AFTER discussions in literary coteries of that vexata quæstio, the authorship of " Whitefriars," we have frequently heard it wondered why so brilliant a success was not followed up with the rapidity to be expected, in this age of steam writing, as well as of steam everything else-more especially as the chief fault which we critics were (for a wonder) unanimous in finding in " Whitefriars," was, its too great profusion of invention, its prodigality of power, which seemed as if wantonly multiplying difficulties, merely for the pleasure of overcoming them as a strong swimmer rejoices in buffeting against the current of the waves, and the young wrestle and conflict with one another, excited only by the pleasure which the strenuous development of physical energy affords to them. One of these topics of literary chitchat, the votaries of the Chinese nymph are now deprived of: we have before us a new work from that hand which seemed to become a master's without serving an apprenticeship, in the noble historical romance of "Whitehall." We use the word advisedly-noble. As to the real parentage of these works, we confess ourselves as unable as our compeers to throw light on the subject; or if, from such inklings as have reached us, we might be able to form conjectures nearer the mark than those of our contemporaries, we imagine that the author would owe us few thanks for elucidating the matter, while to the public in general may be applied the witty reproof of the Hebrew boy to the Athenian, who asked him what he carried so carefully concealed-" If my mother had wished it to be known, she would not have covered it."

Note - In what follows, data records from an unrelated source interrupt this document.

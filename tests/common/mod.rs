#![allow(dead_code)]

use eocanvas_rust_sdk::prelude::*;
use serde_json::{json, Value};
use std::sync::atomic::{AtomicUsize, Ordering};
use std::time::Duration;
use wiremock::matchers::{method, path};
use wiremock::{Mock, MockServer, Request, Respond, ResponseTemplate};

pub const ACCESS_TOKEN: &str = "test-access-token";

/// Serves the given responses in order, repeating the last one
pub struct Sequence {
    calls: AtomicUsize,
    responses: Vec<ResponseTemplate>,
}

impl Sequence {
    pub fn new(responses: Vec<ResponseTemplate>) -> Self {
        Self {
            calls: AtomicUsize::new(0),
            responses,
        }
    }
}

impl Respond for Sequence {
    fn respond(&self, _request: &Request) -> ResponseTemplate {
        let call = self.calls.fetch_add(1, Ordering::SeqCst);
        let index = call.min(self.responses.len() - 1);
        self.responses[index].clone()
    }
}

pub fn token_body(expires_in: i64) -> Value {
    json!({
        "access_token": ACCESS_TOKEN,
        "refresh_token": "test-refresh-token",
        "expires_in": expires_in,
    })
}

pub async fn mount_token(server: &MockServer) {
    Mock::given(method("POST"))
        .and(path("/token/gettoken"))
        .respond_with(ResponseTemplate::new(200).set_body_json(token_body(3600)))
        .mount(server)
        .await;
}

pub fn urls(server: &MockServer) -> Urls {
    Urls::new(
        format!("{}/token/", server.uri()),
        format!("{}/api", server.uri()),
    )
}

pub fn api(server: &MockServer) -> Api {
    let credentials = Credentials::new("user", "password").unwrap();
    let http = RetryClient::new(2, 0.001).unwrap();
    Api::with_retry_client(urls(server), credentials, http).unwrap()
}

pub fn fast_runner() -> RunnerConfig {
    RunnerConfig {
        initial_delay: Duration::from_millis(5),
        backoff_factor: 1.5,
        max_delay: Some(Duration::from_millis(20)),
    }
}

pub fn job_body(job_id: &str, status: &str) -> Value {
    json!({
        "processID": "snap-function",
        "type": "process",
        "jobID": job_id,
        "status": status,
        "started": "2024-08-01T13:23:46Z",
        "updated": "2024-08-01T13:24:08.592105096Z",
    })
}

pub fn json_response(body: Value) -> ResponseTemplate {
    ResponseTemplate::new(200).set_body_json(body)
}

We do not know that we can give a more favourable opinion of "Whitehall" than to say-which we conscientiously can-that the readers of "Whitefriars" will not be disappointed in it, high as their expectations will be raised. The stream which burst forth with such

* Whitehall, an Historical Romance of the Days of Charles the First. By the Author of " Whitefriars."

freshness and vigour in the arid sands of modern fiction has lost nothing of its force-or violence, if the word pleases better-and has certainly gained in the splendour and variety of the jets which it forms. There is beauty mingling amidst all the tumult, and uproar, and whirl of that tremendous catastrophe which is the historical basis of this grand tale—it is a cataract on which a rainbow plays. In vain, it seems, did we learned critics demonstrate to this torrent writer that he ought to meander softly, and put us to sleep according to authentic canons. Those excellent counsels, frequently enforced with the acerbity with which, like copper-plate engravers, we make our impressions, seem to have been all thrown away. The author of "Whitefriars" is of that rare class who make canons, but who do not receive them. Whoever steps into his magic chariot must rush along with him, and see strange sights, and hear strange sounds, and marvel, and sometimes condemn; but he will never yawn, and, in our opinion, heterodox as it may be, that canon of criticism is the most valid which says

"Tout genre est bon, hors le genre ennuyeux."

To some readers, indeed, who are in love, or have been so long accustomed to it that they imagine they are in love, with the purling stream order of fiction, this perpetual activity, these continual, rushing accessions to the main-stream of the narrative, may be rather confounding, as it is to the inhabitant of a lowland country when he first traverses a mountainous tract still in the disorder and grandeur of primeval creation. For our parts, we enjoy this exuberance of life, this generous wealth of intellect; and it is only the singular velocity of narrative, which leaves nothing untouched, and touches all things with light, that enables us to get through the immense business of these volumes. There is no confusion, no heaping of ideas in the memory after the perusal-each part stands out in the recollection as clear and full as if it had been the whole-and yet there is more matter in the romance than would serve our literary Vauxhall sandwich-cutters with stuff for half a dozen.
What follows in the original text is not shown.